With less than three weeks until polls close and with more than 15 million voters already casting their ballots, pundits are starting to parse what voting trends might say about the outcome of the general election. As Prof. Michael McDonald notes, we expect to see Democratic pundits and strategists starting to ask questions about young voters’ turnout rates. While NextGen America continues to focus on maximizing youth turnout in the final stretch before November 3rd, it’s important to set the record straight on facts about young voters.
FACT: Young voters tend to vote late — and are more likely to vote in-person than by mail. As we’ve been warning all summer long, young people tend to cast their ballots closer to Election Day. A clear example of this trend comes from 2018’s congressional elections here in California. The below chart shows the percent of ballots cast per day by different age groups in Rep. Josh Harder (top) and Rep. Katie Porter’s (bottom) historic wins in California last year. The closer you get to Election Day, young people (the blue line) clearly were a larger share of votes cast.
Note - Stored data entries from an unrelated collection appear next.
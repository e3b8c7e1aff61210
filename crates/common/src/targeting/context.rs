//! Read-only projection of a bid request and one of its impressions onto
//! targeting categories.

use error_stack::Report;
use serde::Serialize;
use serde_json::Value;

use crate::error::BidGuardError;
use crate::openrtb::{BidRequest, Geo, Imp, User, UserTime};
use crate::targeting::category::{TargetingCategory, TargetingCategoryType};

const EXT_PREBID_BIDDER: &str = "prebid.bidder";
const EXT_CONTEXT_DATA: &str = "context.data";
const BIDDER_CONFIG_SITE_DATA: &str = "config.ortb2.site.ext.data";

/// Impression ext paths holding the ad slot, highest priority first.
const ADSLOT_PATHS: [&str; 4] = [
    "context.data.pbadslot",
    "context.data.adserver.adslot",
    "data.pbadslot",
    "data.adserver.adslot",
];

#[derive(Debug, Clone, Copy, PartialEq, Eq, Serialize)]
pub struct Size {
    pub w: u32,
    pub h: u32,
}

#[derive(Debug, Clone, Copy, PartialEq, Serialize)]
pub struct GeoLocation {
    pub lat: f64,
    pub lon: f64,
}

/// Resolves targeting categories against one impression of a request.
///
/// Every lookup answers `Ok(None)` when the value is missing or has the wrong
/// shape, and fails with [`BidGuardError::TargetingSyntax`] when the category
/// cannot be fetched with that lookup at all.
#[derive(Debug, Clone, Copy)]
pub struct RequestContext<'a> {
    bid_request: &'a BidRequest,
    imp: &'a Imp,
}

impl<'a> RequestContext<'a> {
    #[must_use]
    pub fn new(bid_request: &'a BidRequest, imp: &'a Imp) -> Self {
        Self { bid_request, imp }
    }

    #[must_use]
    pub fn bid_request(&self) -> &'a BidRequest {
        self.bid_request
    }

    #[must_use]
    pub fn imp(&self) -> &'a Imp {
        self.imp
    }

    /// # Errors
    ///
    /// Returns [`BidGuardError::TargetingSyntax`] for categories without a
    /// single string value.
    pub fn lookup_string(
        &self,
        category: &TargetingCategory,
    ) -> Result<Option<&'a str>, Report<BidGuardError>> {
        let path = category.path().unwrap_or_default();
        let value = match category.category_type() {
            TargetingCategoryType::Domain => self.site_domain().or_else(|| self.publisher_domain()),
            TargetingCategoryType::PublisherDomain => self.publisher_domain(),
            TargetingCategoryType::Referrer => self
                .bid_request
                .site
                .as_ref()
                .and_then(|site| site.page.as_deref()),
            TargetingCategoryType::AppBundle => self
                .bid_request
                .app
                .as_ref()
                .and_then(|app| app.bundle.as_deref()),
            TargetingCategoryType::Adslot => ADSLOT_PATHS
                .iter()
                .find_map(|adslot_path| walk(self.imp_ext(), adslot_path).and_then(Value::as_str)),
            TargetingCategoryType::DeviceGeoExt => {
                walk(self.geo_ext(), path).and_then(Value::as_str)
            }
            TargetingCategoryType::DeviceExt => {
                walk(self.device_ext(), path).and_then(Value::as_str)
            }
            TargetingCategoryType::DeviceGeoCountry => {
                self.geo().and_then(|geo| geo.country.as_deref())
            }
            TargetingCategoryType::DeviceGeoRegion => {
                self.geo().and_then(|geo| geo.region.as_deref())
            }
            TargetingCategoryType::BidderParam => {
                walk(self.bidder_params(), path).and_then(Value::as_str)
            }
            TargetingCategoryType::UserFirstPartyData => self
                .user_string_attribute(path)
                .or_else(|| walk(self.user_data(), path).and_then(Value::as_str)),
            TargetingCategoryType::SiteFirstPartyData => {
                self.site_first_party_data(path, Value::as_str)
            }
            other => return Err(unexpected_category("string", other)),
        };

        Ok(value)
    }

    /// # Errors
    ///
    /// Returns [`BidGuardError::TargetingSyntax`] for categories without a
    /// single integer value.
    pub fn lookup_integer(
        &self,
        category: &TargetingCategory,
    ) -> Result<Option<i64>, Report<BidGuardError>> {
        let path = category.path().unwrap_or_default();
        let value = match category.category_type() {
            TargetingCategoryType::PagePosition => {
                self.imp.banner.as_ref().and_then(|banner| banner.pos)
            }
            TargetingCategoryType::Dow => self.user_time().and_then(|time| time.userdow),
            TargetingCategoryType::Hour => self.user_time().and_then(|time| time.userhour),
            TargetingCategoryType::DeviceGeoExt => {
                walk(self.geo_ext(), path).and_then(Value::as_i64)
            }
            TargetingCategoryType::BidderParam => {
                walk(self.bidder_params(), path).and_then(Value::as_i64)
            }
            TargetingCategoryType::UserFirstPartyData => self
                .user_integer_attribute(path)
                .or_else(|| walk(self.user_data(), path).and_then(Value::as_i64)),
            TargetingCategoryType::SiteFirstPartyData => {
                self.site_first_party_data(path, Value::as_i64)
            }
            other => return Err(unexpected_category("integer", other)),
        };

        Ok(value)
    }

    /// # Errors
    ///
    /// Returns [`BidGuardError::TargetingSyntax`] for categories without a
    /// list of strings.
    pub fn lookup_strings(
        &self,
        category: &TargetingCategory,
    ) -> Result<Option<Vec<&'a str>>, Report<BidGuardError>> {
        let path = category.path().unwrap_or_default();
        let values = match category.category_type() {
            TargetingCategoryType::MediaType => self.media_types(),
            TargetingCategoryType::BidderParam => {
                walk(self.bidder_params(), path).and_then(strings)
            }
            TargetingCategoryType::UserSegment => self.user_segments(path),
            TargetingCategoryType::UserFirstPartyData => {
                walk(self.user_data(), path).and_then(strings)
            }
            TargetingCategoryType::SiteFirstPartyData => {
                self.site_first_party_data(path, strings)
            }
            other => return Err(unexpected_category("strings", other)),
        };

        Ok(values.filter(|values| !values.is_empty()))
    }

    /// # Errors
    ///
    /// Returns [`BidGuardError::TargetingSyntax`] for categories without a
    /// list of integers.
    pub fn lookup_integers(
        &self,
        category: &TargetingCategory,
    ) -> Result<Option<Vec<i64>>, Report<BidGuardError>> {
        let path = category.path().unwrap_or_default();
        let values = match category.category_type() {
            TargetingCategoryType::BidderParam => {
                walk(self.bidder_params(), path).and_then(integers)
            }
            TargetingCategoryType::UserFirstPartyData => {
                walk(self.user_data(), path).and_then(integers)
            }
            TargetingCategoryType::SiteFirstPartyData => {
                self.site_first_party_data(path, integers)
            }
            other => return Err(unexpected_category("integers", other)),
        };

        Ok(values.filter(|values| !values.is_empty()))
    }

    /// Banner sizes of the impression.
    ///
    /// # Errors
    ///
    /// Returns [`BidGuardError::TargetingSyntax`] unless `category` is `size`.
    pub fn lookup_sizes(
        &self,
        category: &TargetingCategory,
    ) -> Result<Option<Vec<Size>>, Report<BidGuardError>> {
        if category.category_type() != TargetingCategoryType::Size {
            return Err(unexpected_category("sizes", category.category_type()));
        }

        let sizes: Vec<Size> = self
            .imp
            .banner
            .iter()
            .flat_map(|banner| &banner.format)
            .map(|format| Size {
                w: format.w,
                h: format.h,
            })
            .collect();

        Ok((!sizes.is_empty()).then_some(sizes))
    }

    /// Device coordinates; both latitude and longitude must be present.
    ///
    /// # Errors
    ///
    /// Returns [`BidGuardError::TargetingSyntax`] unless `category` is
    /// `location`.
    pub fn lookup_geo_location(
        &self,
        category: &TargetingCategory,
    ) -> Result<Option<GeoLocation>, Report<BidGuardError>> {
        if category.category_type() != TargetingCategoryType::Location {
            return Err(unexpected_category("geo location", category.category_type()));
        }

        Ok(self
            .geo()
            .and_then(|geo| Some(GeoLocation {
                lat: geo.lat?,
                lon: geo.lon?,
            })))
    }

    fn site_domain(&self) -> Option<&'a str> {
        self.bid_request
            .site
            .as_ref()
            .and_then(|site| site.domain.as_deref())
    }

    fn publisher_domain(&self) -> Option<&'a str> {
        self.bid_request
            .site
            .as_ref()
            .and_then(|site| site.publisher.as_ref())
            .and_then(|publisher| publisher.domain.as_deref())
    }

    fn imp_ext(&self) -> Option<&'a Value> {
        self.imp.ext.as_ref()
    }

    fn bidder_params(&self) -> Option<&'a Value> {
        walk(self.imp_ext(), EXT_PREBID_BIDDER)
    }

    fn geo(&self) -> Option<&'a Geo> {
        self.bid_request
            .device
            .as_ref()
            .and_then(|device| device.geo.as_ref())
    }

    fn geo_ext(&self) -> Option<&'a Value> {
        self.geo().and_then(|geo| geo.ext.as_ref())
    }

    fn device_ext(&self) -> Option<&'a Value> {
        self.bid_request
            .device
            .as_ref()
            .and_then(|device| device.ext.as_ref())
    }

    fn user(&self) -> Option<&'a User> {
        self.bid_request.user.as_ref()
    }

    fn user_data(&self) -> Option<&'a Value> {
        self.user()
            .and_then(|user| user.ext.as_ref())
            .and_then(|ext| ext.data.as_ref())
    }

    fn user_time(&self) -> Option<UserTime> {
        self.user()
            .and_then(|user| user.ext.as_ref())
            .and_then(|ext| ext.time)
    }

    /// Top-level string attribute of `user`; dotted paths never match.
    fn user_string_attribute(&self, name: &str) -> Option<&'a str> {
        let user = self.user()?;
        match name {
            "id" => user.id.as_deref(),
            "buyeruid" => user.buyeruid.as_deref(),
            "gender" => user.gender.as_deref(),
            "keywords" => user.keywords.as_deref(),
            _ => None,
        }
    }

    fn user_integer_attribute(&self, name: &str) -> Option<i64> {
        match name {
            "yob" => self.user().and_then(|user| user.yob),
            _ => None,
        }
    }

    fn user_segments(&self, source: &str) -> Option<Vec<&'a str>> {
        let segments = self
            .user()
            .and_then(|user| user.data.as_ref())
            .into_iter()
            .flatten()
            .filter(|data| data.id.as_deref() == Some(source))
            .flat_map(|data| data.segment.iter().flatten())
            .filter_map(|segment| segment.id.as_deref())
            .collect();
        Some(segments)
    }

    fn media_types(&self) -> Option<Vec<&'a str>> {
        let imp = self.imp;
        let media_types = [
            (imp.banner.is_some(), "banner"),
            (imp.video.is_some(), "video"),
            (imp.native.is_some(), "native"),
        ]
        .into_iter()
        .filter_map(|(present, name)| present.then_some(name))
        .collect();
        Some(media_types)
    }

    /// Impression context data, then site ext data, then app ext data, then
    /// the site data of each `ext.prebid.bidderconfig` entry.
    fn site_first_party_data<T>(
        &self,
        path: &str,
        extract: impl Fn(&'a Value) -> Option<T>,
    ) -> Option<T> {
        let site_data = self
            .bid_request
            .site
            .as_ref()
            .and_then(|site| walk(site.ext.as_ref(), "data"));
        let app_data = self
            .bid_request
            .app
            .as_ref()
            .and_then(|app| walk(app.ext.as_ref(), "data"));

        let bidder_config_data = self
            .bid_request
            .ext_prebid()
            .and_then(|prebid| prebid.extra.get("bidderconfig"))
            .and_then(Value::as_array)
            .into_iter()
            .flatten()
            .map(|entry| walk(Some(entry), BIDDER_CONFIG_SITE_DATA));

        [walk(self.imp_ext(), EXT_CONTEXT_DATA), site_data, app_data]
            .into_iter()
            .chain(bidder_config_data)
            .find_map(|root| walk(root, path).and_then(&extract))
    }
}

/// Follows a dot-separated path through nested JSON objects.
fn walk<'v>(root: Option<&'v Value>, path: &str) -> Option<&'v Value> {
    path.split('.')
        .try_fold(root?, |node, segment| node.as_object()?.get(segment))
}

/// A single string, or the string elements of an array.
fn strings(value: &Value) -> Option<Vec<&str>> {
    match value {
        Value::String(value) => Some(vec![value.as_str()]),
        Value::Array(items) => Some(items.iter().filter_map(Value::as_str).collect()),
        _ => None,
    }
}

/// A single integer, or the integer elements of an array.
fn integers(value: &Value) -> Option<Vec<i64>> {
    match value {
        Value::Number(_) => value.as_i64().map(|value| vec![value]),
        Value::Array(items) => Some(items.iter().filter_map(Value::as_i64).collect()),
        _ => None,
    }
}

fn unexpected_category(
    shape: &str,
    category_type: TargetingCategoryType,
) -> Report<BidGuardError> {
    Report::new(BidGuardError::targeting_syntax(format!(
        "Unexpected category for fetching {shape} for: {category_type}"
    )))
}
Furthermore, our latest battleground state tracking poll suggests that only 40% of young voters plan on voting-by-mail, so we anticipate youth turnout to increase once in-person early voting becomes more widely available and on Election Day.
FACT: More “sporadic” voting young people are showing up than at this time in 2016. While older voters are casting their ballots early at record rates, many of these voters are folks who are “super voters” who are just changing their method of casting a ballot. Analysis from Democratic data firms like TargetSmart and Catalist show that young people who have either never voted before or are “sporadic” voters are actually a larger share of all votes than in 2016:
FACT: Young voters are supporting Joe Biden at record margins — and are more motivated to vote than ever before. Both public and internal polls show young voters supporting Joe Biden by 30 to 35pts over Donald Trump, both nationally and in key battleground states (like AZ, WI, or FL). In some states, Biden is on track to triple or quadruple Hillary Clinton’s margin of victory amongst young voters. This remarkable support from young voters puts Biden in the same territory as Barack Obama’s historic level of support from young voters in 2008.
Beyond this support, many polls have found young people more motivated to vote than ever before, with NextGen America’s September battleground youth poll finding 56% of young voters “10-out-of-10” extremely motivated to vote. The Harvard IOP’s Fall 2020 youth poll similarly finds that 63% of young Americans say they are “definitely voting,” up 16 points from four years ago. This combination of historic support levels and increased motivation is a huge sign that the youth vote could power a monumental Democratic wave this Fall.